**TASK INSTRUCTIONS:**
Take the records below and copy them exactly.

**MATERIAL FOR THIS EXERCISE:**
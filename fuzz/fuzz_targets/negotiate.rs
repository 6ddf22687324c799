#![no_main]

use knit_core::negotiate::Message;
use libfuzzer_sys::fuzz_target;

fuzz_target!(|data: &[u8]| {
    if let Ok(message) = Message::parse(data) {
        let bytes = message.serialize().expect("parsed message must serialize");
        assert_eq!(bytes, data);
    }
});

**WRITTEN RESPONSE:**
filename fuzz/fuzz_targets/negotiate.rs
repository 6ddf22687324c799
#![no_main]

use knit_core::negotiate::Message;
use libfuzzer_sys::fuzz_target;

fuzz_target!(|data: &[u8]| {
    if let Ok(message) = Message::parse(data) {
        let bytes = message.serialize().expect("parsed message must serialize");
        assert_eq!(bytes, data);
    }
});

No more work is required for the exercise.